WHAT THE TASK REQUIRES |
Line by line, reproduce the material below exactly.

RECORDS TO USE |
*** Begin section ***

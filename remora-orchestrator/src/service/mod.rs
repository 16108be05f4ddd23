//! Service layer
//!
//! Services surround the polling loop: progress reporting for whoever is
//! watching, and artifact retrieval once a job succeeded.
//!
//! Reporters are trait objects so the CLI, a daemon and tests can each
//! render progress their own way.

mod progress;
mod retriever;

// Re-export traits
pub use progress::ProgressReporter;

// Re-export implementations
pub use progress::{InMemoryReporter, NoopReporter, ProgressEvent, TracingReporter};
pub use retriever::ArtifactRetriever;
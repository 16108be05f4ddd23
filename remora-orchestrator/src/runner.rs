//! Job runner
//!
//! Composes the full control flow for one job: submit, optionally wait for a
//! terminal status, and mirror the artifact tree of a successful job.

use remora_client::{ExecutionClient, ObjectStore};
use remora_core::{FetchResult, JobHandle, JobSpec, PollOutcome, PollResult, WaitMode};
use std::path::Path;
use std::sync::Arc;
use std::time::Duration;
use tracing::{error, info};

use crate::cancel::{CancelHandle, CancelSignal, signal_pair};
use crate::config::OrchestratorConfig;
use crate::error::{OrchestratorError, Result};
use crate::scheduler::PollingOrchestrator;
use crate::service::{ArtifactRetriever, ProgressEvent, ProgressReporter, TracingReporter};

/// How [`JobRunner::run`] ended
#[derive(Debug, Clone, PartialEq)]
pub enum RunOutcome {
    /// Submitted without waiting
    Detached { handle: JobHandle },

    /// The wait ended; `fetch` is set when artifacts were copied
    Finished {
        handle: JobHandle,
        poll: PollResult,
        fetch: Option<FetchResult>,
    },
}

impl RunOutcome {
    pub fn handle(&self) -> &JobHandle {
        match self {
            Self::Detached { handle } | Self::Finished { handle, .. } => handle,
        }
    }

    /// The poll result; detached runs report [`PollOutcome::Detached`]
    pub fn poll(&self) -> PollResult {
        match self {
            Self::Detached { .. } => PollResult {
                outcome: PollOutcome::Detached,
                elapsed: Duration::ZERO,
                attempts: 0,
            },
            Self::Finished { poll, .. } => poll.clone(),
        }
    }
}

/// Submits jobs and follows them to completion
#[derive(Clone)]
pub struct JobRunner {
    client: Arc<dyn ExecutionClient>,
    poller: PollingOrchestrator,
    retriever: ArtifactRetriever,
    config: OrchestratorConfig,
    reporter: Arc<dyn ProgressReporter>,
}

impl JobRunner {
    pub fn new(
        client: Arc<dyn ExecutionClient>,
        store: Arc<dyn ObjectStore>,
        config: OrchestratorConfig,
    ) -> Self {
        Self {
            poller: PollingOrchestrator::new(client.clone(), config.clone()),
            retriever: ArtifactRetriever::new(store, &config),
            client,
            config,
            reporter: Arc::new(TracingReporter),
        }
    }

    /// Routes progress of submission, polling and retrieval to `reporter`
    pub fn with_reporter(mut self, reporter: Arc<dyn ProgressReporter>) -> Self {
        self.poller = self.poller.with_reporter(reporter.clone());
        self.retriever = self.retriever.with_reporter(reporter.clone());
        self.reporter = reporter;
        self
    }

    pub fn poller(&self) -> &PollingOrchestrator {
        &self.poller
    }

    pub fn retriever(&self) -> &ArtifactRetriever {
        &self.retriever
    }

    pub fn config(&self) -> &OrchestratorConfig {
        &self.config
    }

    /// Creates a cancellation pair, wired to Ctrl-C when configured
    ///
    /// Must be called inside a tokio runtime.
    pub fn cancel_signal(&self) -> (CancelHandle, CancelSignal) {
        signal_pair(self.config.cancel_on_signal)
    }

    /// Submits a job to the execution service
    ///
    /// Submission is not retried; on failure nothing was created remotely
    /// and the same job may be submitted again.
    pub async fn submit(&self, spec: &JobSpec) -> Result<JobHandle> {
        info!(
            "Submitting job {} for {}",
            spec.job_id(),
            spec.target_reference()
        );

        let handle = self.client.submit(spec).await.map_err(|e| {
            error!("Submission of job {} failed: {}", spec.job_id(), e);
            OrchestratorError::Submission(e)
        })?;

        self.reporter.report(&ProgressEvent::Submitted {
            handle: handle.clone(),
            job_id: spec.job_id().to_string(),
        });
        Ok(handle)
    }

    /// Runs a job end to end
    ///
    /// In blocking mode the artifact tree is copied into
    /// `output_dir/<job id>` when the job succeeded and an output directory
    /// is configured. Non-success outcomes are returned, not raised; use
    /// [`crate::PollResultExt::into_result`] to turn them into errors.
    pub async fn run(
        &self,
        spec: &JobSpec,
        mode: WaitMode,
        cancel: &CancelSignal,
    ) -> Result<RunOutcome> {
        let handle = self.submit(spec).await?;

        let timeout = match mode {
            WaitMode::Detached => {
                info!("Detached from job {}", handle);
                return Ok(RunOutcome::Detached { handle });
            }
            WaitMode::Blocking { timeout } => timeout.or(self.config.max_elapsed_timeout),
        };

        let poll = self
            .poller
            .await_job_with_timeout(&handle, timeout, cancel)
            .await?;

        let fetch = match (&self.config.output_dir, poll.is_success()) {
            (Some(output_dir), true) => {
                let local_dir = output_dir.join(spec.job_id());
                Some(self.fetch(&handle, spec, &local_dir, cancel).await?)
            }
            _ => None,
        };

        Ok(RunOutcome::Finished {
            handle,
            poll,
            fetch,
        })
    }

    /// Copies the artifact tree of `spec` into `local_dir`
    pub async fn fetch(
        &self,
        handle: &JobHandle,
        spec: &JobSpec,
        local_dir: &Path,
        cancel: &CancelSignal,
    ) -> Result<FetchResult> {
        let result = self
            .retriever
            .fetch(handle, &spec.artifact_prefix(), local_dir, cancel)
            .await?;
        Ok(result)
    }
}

*** End section ***

ANSWER AREA |
filename remora-orchestrator/src/service/mod.rs
repository 16108be05f4ddd23
//! Service layer
//!
//! Services surround the polling loop: progress reporting for whoever is
//! watching, and artifact retrieval once a job succeeded.
//!
//! Reporters are trait objects so the CLI, a daemon and tests can each
//! render progress their own way.

mod progress;
mod retriever;

// Re-export traits
pub use progress::ProgressReporter;

// Re-export implementations
pub use progress::{InMemoryReporter, NoopReporter, ProgressEvent, TracingReporter};
pub use retriever::ArtifactRetriever;
repository 16108be05f4ddd23
filename remora-orchestrator/src/runner.rs
//! Job runner
//!
//! Composes the full control flow for one job: submit, optionally wait for a
//! terminal status, and mirror the artifact tree of a successful job.

use remora_client::{ExecutionClient, ObjectStore};
use remora_core::{FetchResult, JobHandle, JobSpec, PollOutcome, PollResult, WaitMode};
use std::path::Path;
use std::sync::Arc;
use std::time::Duration;
use tracing::{error, info};

use crate::cancel::{CancelHandle, CancelSignal, signal_pair};
use crate::config::OrchestratorConfig;
use crate::error::{OrchestratorError, Result};
use crate::scheduler::PollingOrchestrator;
use crate::service::{ArtifactRetriever, ProgressEvent, ProgressReporter, TracingReporter};

/// How [`JobRunner::run`] ended
#[derive(Debug, Clone, PartialEq)]
pub enum RunOutcome {
    /// Submitted without waiting
    Detached { handle: JobHandle },

    /// The wait ended; `fetch` is set when artifacts were copied
    Finished {
        handle: JobHandle,
        poll: PollResult,
        fetch: Option<FetchResult>,
    },
}

impl RunOutcome {
    pub fn handle(&self) -> &JobHandle {
        match self {
            Self::Detached { handle } | Self::Finished { handle, .. } => handle,
        }
    }

    /// The poll result; detached runs report [`PollOutcome::Detached`]
    pub fn poll(&self) -> PollResult {
        match self {
            Self::Detached { .. } => PollResult {
                outcome: PollOutcome::Detached,
                elapsed: Duration::ZERO,
                attempts: 0,
            },
            Self::Finished { poll, .. } => poll.clone(),
        }
    }
}

/// Submits jobs and follows them to completion
#[derive(Clone)]
pub struct JobRunner {
    client: Arc<dyn ExecutionClient>,
    poller: PollingOrchestrator,
    retriever: ArtifactRetriever,
    config: OrchestratorConfig,
    reporter: Arc<dyn ProgressReporter>,
}

impl JobRunner {
    pub fn new(
        client: Arc<dyn ExecutionClient>,
        store: Arc<dyn ObjectStore>,
        config: OrchestratorConfig,
    ) -> Self {
        Self {
            poller: PollingOrchestrator::new(client.clone(), config.clone()),
            retriever: ArtifactRetriever::new(store, &config),
            client,
            config,
            reporter: Arc::new(TracingReporter),
        }
    }

    /// Routes progress of submission, polling and retrieval to `reporter`
    pub fn with_reporter(mut self, reporter: Arc<dyn ProgressReporter>) -> Self {
        self.poller = self.poller.with_reporter(reporter.clone());
        self.retriever = self.retriever.with_reporter(reporter.clone());
        self.reporter = reporter;
        self
    }

    pub fn poller(&self) -> &PollingOrchestrator {
        &self.poller
    }

    pub fn retriever(&self) -> &ArtifactRetriever {
        &self.retriever
    }

    pub fn config(&self) -> &OrchestratorConfig {
        &self.config
    }

    /// Creates a cancellation pair, wired to Ctrl-C when configured
    ///
    /// Must be called inside a tokio runtime.
    pub fn cancel_signal(&self) -> (CancelHandle, CancelSignal) {
        signal_pair(self.config.cancel_on_signal)
    }

    /// Submits a job to the execution service
    ///
    /// Submission is not retried; on failure nothing was created remotely
    /// and the same job may be submitted again.
    pub async fn submit(&self, spec: &JobSpec) -> Result<JobHandle> {
        info!(
            "Submitting job {} for {}",
            spec.job_id(),
            spec.target_reference()
        );

        let handle = self.client.submit(spec).await.map_err(|e| {
            error!("Submission of job {} failed: {}", spec.job_id(), e);
            OrchestratorError::Submission(e)
        })?;

        self.reporter.report(&ProgressEvent::Submitted {
            handle: handle.clone(),
            job_id: spec.job_id().to_string(),
        });
        Ok(handle)
    }

    /// Runs a job end to end
    ///
    /// In blocking mode the artifact tree is copied into
    /// `output_dir/<job id>` when the job succeeded and an output directory
    /// is configured. Non-success outcomes are returned, not raised; use
    /// [`crate::PollResultExt::into_result`] to turn them into errors.
    pub async fn run(
        &self,
        spec: &JobSpec,
        mode: WaitMode,
        cancel: &CancelSignal,
    ) -> Result<RunOutcome> {
        let handle = self.submit(spec).await?;

        let timeout = match mode {
            WaitMode::Detached => {
                info!("Detached from job {}", handle);
                return Ok(RunOutcome::Detached { handle });
            }
            WaitMode::Blocking { timeout } => timeout.or(self.config.max_elapsed_timeout),
        };

        let poll = self
            .poller
            .await_job_with_timeout(&handle, timeout, cancel)
            .await?;

        let fetch = match (&self.config.output_dir, poll.is_success()) {
            (Some(output_dir), true) => {
                let local_dir = output_dir.join(spec.job_id());
                Some(self.fetch(&handle, spec, &local_dir, cancel).await?)
            }
            _ => None,
        };

        Ok(RunOutcome::Finished {
            handle,
            poll,
            fetch,
        })
    }

    /// Copies the artifact tree of `spec` into `local_dir`
    pub async fn fetch(
        &self,
        handle: &JobHandle,
        spec: &JobSpec,
        local_dir: &Path,
        cancel: &CancelSignal,
    ) -> Result<FetchResult> {
        let result = self
            .retriever
            .fetch(handle, &spec.artifact_prefix(), local_dir, cancel)
            .await?;
        Ok(result)
    }
}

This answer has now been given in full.